DATA EXCERPTS:
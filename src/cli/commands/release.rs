use anyhow::Result;

use super::generate::resolve_options;
use super::report::{self, ReportOptions};
use crate::cli::GenerationArgs;
use crate::completion::OpenAiClient;
use crate::config::{ConfigManager, resolve_config};
use crate::github::{GitHubClient, ReleaseTag, RepoRef};
use crate::notes::{NotesSource, ReleaseNotesGenerator};
use crate::ui::Spinner;

pub struct ReleaseCommand {
    pub repo: String,
    pub tag: String,
    pub token: Option<String>,
    pub generation: GenerationArgs,
}

/// Fetches a GitHub release and generates store notes from its body.
pub async fn run_release(command: ReleaseCommand) -> Result<()> {
    let repo: RepoRef = command.repo.parse()?;
    let tag = ReleaseTag::parse(&command.tag);

    let manager = ConfigManager::new()?;
    let file_config = manager.load_or_default();
    let config = resolve_config(&resolve_options(&command.generation), &file_config)?;

    let token = command.token.or_else(|| file_config.github.token());
    let releases = GitHubClient::new(file_config.github.api_url(), token);
    let client = OpenAiClient::new(config.completion_settings())?;

    log::info!("Generating notes for {repo} at {tag}");

    let outcome = {
        let _spinner = Spinner::new(&format!("Generating release notes for {repo}..."));
        ReleaseNotesGenerator::new(client)
            .run(
                NotesSource::Release { repo, tag },
                config.generate_options(),
                Some(&releases),
            )
            .await
    };

    report::finish(
        outcome,
        &ReportOptions {
            json: command.generation.json,
            output: command.generation.output,
        },
    )
}
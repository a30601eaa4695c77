use async_trait::async_trait;
use reqwest::Client;
use serde::{Deserialize, Serialize};
use std::borrow::Cow;
use std::time::Duration;

use crate::error::{NotesError, Result};
use crate::notes::SYSTEM_PROMPT;

pub const DEFAULT_MAX_TOKENS: u32 = 3000;
pub const DEFAULT_TEMPERATURE: f32 = 0.7;
pub const DEFAULT_TIMEOUT_SECS: u64 = 120;

/// A text-generation backend that answers one prompt with raw text.
#[async_trait]
pub trait CompletionModel: Send + Sync {
    /// Sends `prompt` as the user message and returns the first choice's text.
    async fn complete(&self, prompt: &str) -> Result<String>;
}

/// Fixed parameters for every completion call.
#[derive(Debug, Clone, PartialEq)]
pub struct CompletionSettings {
    pub endpoint: String,
    pub model: String,
    pub api_key: Option<String>,
    pub max_tokens: u32,
    pub temperature: f32,
    pub timeout: Duration,
}

impl CompletionSettings {
    pub fn new(endpoint: impl Into<String>, model: impl Into<String>) -> Self {
        Self {
            endpoint: endpoint.into(),
            model: model.into(),
            api_key: None,
            max_tokens: DEFAULT_MAX_TOKENS,
            temperature: DEFAULT_TEMPERATURE,
            timeout: Duration::from_secs(DEFAULT_TIMEOUT_SECS),
        }
    }

    #[must_use]
    pub fn with_api_key(mut self, api_key: Option<String>) -> Self {
        self.api_key = api_key;
        self
    }

    /// Full chat completions URL, tolerating endpoints that already end in `/v1`.
    pub fn chat_url(&self) -> String {
        let base = self.endpoint.trim_end_matches('/');
        if base.ends_with("/v1") {
            format!("{base}/chat/completions")
        } else {
            format!("{base}/v1/chat/completions")
        }
    }
}

// Use Cow to avoid cloning strings that are only borrowed for serialization
#[derive(Debug, Serialize)]
struct ChatCompletionRequest<'a> {
    model: &'a str,
    messages: Vec<Message<'a>>,
    max_tokens: u32,
    temperature: f32,
    stream: bool,
}

#[derive(Debug, Serialize)]
struct Message<'a> {
    role: &'static str,
    content: Cow<'a, str>,
}

#[derive(Debug, Deserialize)]
struct ChatCompletionResponse {
    choices: Vec<Choice>,
    usage: Option<Usage>,
}

#[derive(Debug, Deserialize)]
struct Choice {
    message: ResponseMessage,
}

#[derive(Debug, Deserialize)]
struct ResponseMessage {
    content: Option<String>,
}

#[derive(Debug, Deserialize)]
struct Usage {
    prompt_tokens: u32,
    completion_tokens: u32,
    total_tokens: u32,
}

/// Client for OpenAI-compatible chat completion endpoints.
pub struct OpenAiClient {
    client: Client,
    settings: CompletionSettings,
}

impl OpenAiClient {
    pub fn new(settings: CompletionSettings) -> Result<Self> {
        let client = Client::builder()
            .timeout(settings.timeout)
            .build()
            .map_err(|e| NotesError::Config(format!("Failed to build HTTP client: {e}")))?;

        Ok(Self { client, settings })
    }

    pub const fn settings(&self) -> &CompletionSettings {
        &self.settings
    }

    fn build_request<'a>(&'a self, prompt: &'a str) -> ChatCompletionRequest<'a> {
        ChatCompletionRequest {
            model: &self.settings.model,
            messages: vec![
                Message {
                    role: "system",
                    content: Cow::Borrowed(SYSTEM_PROMPT),
                },
                Message {
                    role: "user",
                    content: Cow::Borrowed(prompt),
                },
            ],
            max_tokens: self.settings.max_tokens,
            temperature: self.settings.temperature,
            stream: false,
        }
    }
}

#[async_trait]
impl CompletionModel for OpenAiClient {
    async fn complete(&self, prompt: &str) -> Result<String> {
        let url = self.settings.chat_url();
        let chat_request = self.build_request(prompt);

        log::info!("Calling model {:?} at {url}", self.settings.model);

        let mut http_request = self.client.post(&url).json(&chat_request);

        // Add Authorization header if API key is present
        if let Some(api_key) = &self.settings.api_key {
            http_request = http_request.bearer_auth(api_key);
        }

        let response = http_request.send().await.map_err(|e| {
            if e.is_timeout() {
                NotesError::Upstream(format!("Request to {url} timed out"))
            } else {
                NotesError::Upstream(format!("Failed to connect to API endpoint: {url}: {e}"))
            }
        })?;

        if !response.status().is_success() {
            let status = response.status();
            let body = response.text().await.unwrap_or_default();
            return Err(NotesError::Upstream(format!(
                "API request failed with status {status}: {body}"
            )));
        }

        let body = response
            .text()
            .await
            .map_err(|e| NotesError::Upstream(format!("Failed to read API response: {e}")))?;

        extract_content(&body)
    }
}

/// Returns the first choice's message text from a chat completion body.
fn extract_content(body: &str) -> Result<String> {
    let parsed: ChatCompletionResponse = serde_json::from_str(body)
        .map_err(|e| NotesError::Upstream(format!("Failed to parse API response: {e}")))?;

    if let Some(usage) = &parsed.usage {
        log::debug!(
            "Token usage: prompt={}, completion={}, total={}",
            usage.prompt_tokens,
            usage.completion_tokens,
            usage.total_tokens
        );
    }

    parsed
        .choices
        .into_iter()
        .next()
        .map(|choice| choice.message.content.unwrap_or_default())
        .ok_or_else(|| NotesError::Upstream("No choices returned from API".to_string()))
}

#[cfg(test)]
#[allow(clippy::unwrap_used)]
mod tests {
    use super::*;

    #[test]
    fn test_chat_url_appends_v1() {
        let settings = CompletionSettings::new("https://api.openai.com/", "gpt-4o");
        assert_eq!(
            settings.chat_url(),
            "https://api.openai.com/v1/chat/completions"
        );
    }

    #[test]
    fn test_chat_url_keeps_existing_v1() {
        let settings = CompletionSettings::new("http://localhost:11434/v1", "llama3.2");
        assert_eq!(
            settings.chat_url(),
            "http://localhost:11434/v1/chat/completions"
        );
    }

    #[test]
    fn test_settings_defaults() {
        let settings = CompletionSettings::new("http://x", "m");
        assert_eq!(settings.max_tokens, 3000);
        assert!((settings.temperature - 0.7).abs() < f32::EPSILON);
        assert_eq!(settings.timeout, Duration::from_secs(120));
        assert!(settings.api_key.is_none());
    }

    #[test]
    fn test_request_shape() {
        let client = OpenAiClient::new(CompletionSettings::new("http://x", "gpt-4o")).unwrap();
        let request = client.build_request("Translate these notes");
        let json = serde_json::to_value(&request).unwrap();

        assert_eq!(json["model"], "gpt-4o");
        assert_eq!(json["stream"], false);
        assert_eq!(json["max_tokens"], 3000);
        assert_eq!(json["messages"][0]["role"], "system");
        assert_eq!(json["messages"][0]["content"], SYSTEM_PROMPT);
        assert_eq!(json["messages"][1]["role"], "user");
        assert_eq!(json["messages"][1]["content"], "Translate these notes");
    }

    #[test]
    fn test_extract_content_first_choice() {
        let body = r#"{"choices":[{"message":{"content":"<en_release_notes>Hi</en_release_notes>"}},{"message":{"content":"ignored"}}],"usage":{"prompt_tokens":10,"completion_tokens":5,"total_tokens":15}}"#;
        assert_eq!(
            extract_content(body).unwrap(),
            "<en_release_notes>Hi</en_release_notes>"
        );
    }

    #[test]
    fn test_extract_content_null_is_empty() {
        let body = r#"{"choices":[{"message":{"content":null}}]}"#;
        assert_eq!(extract_content(body).unwrap(), "");
    }

    #[test]
    fn test_extract_content_no_choices() {
        let err = extract_content(r#"{"choices":[]}"#).unwrap_err();
        assert!(matches!(err, NotesError::Upstream(_)));
        assert!(err.to_string().contains("No choices"));
    }

    #[test]
    fn test_extract_content_invalid_json() {
        let err = extract_content("not json").unwrap_err();
        assert!(matches!(err, NotesError::Upstream(_)));
    }
}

ABOUT THIS EXERCISE: Which lines of the data above contain "crate"? Copy each one.

FINISHED EXERCISE:
use crate::cli::GenerationArgs;
use crate::completion::OpenAiClient;
use crate::config::{ConfigManager, resolve_config};
use crate::github::{GitHubClient, ReleaseTag, RepoRef};
use crate::notes::{NotesSource, ReleaseNotesGenerator};
use crate::ui::Spinner;
use crate::error::{NotesError, Result};
use crate::notes::SYSTEM_PROMPT;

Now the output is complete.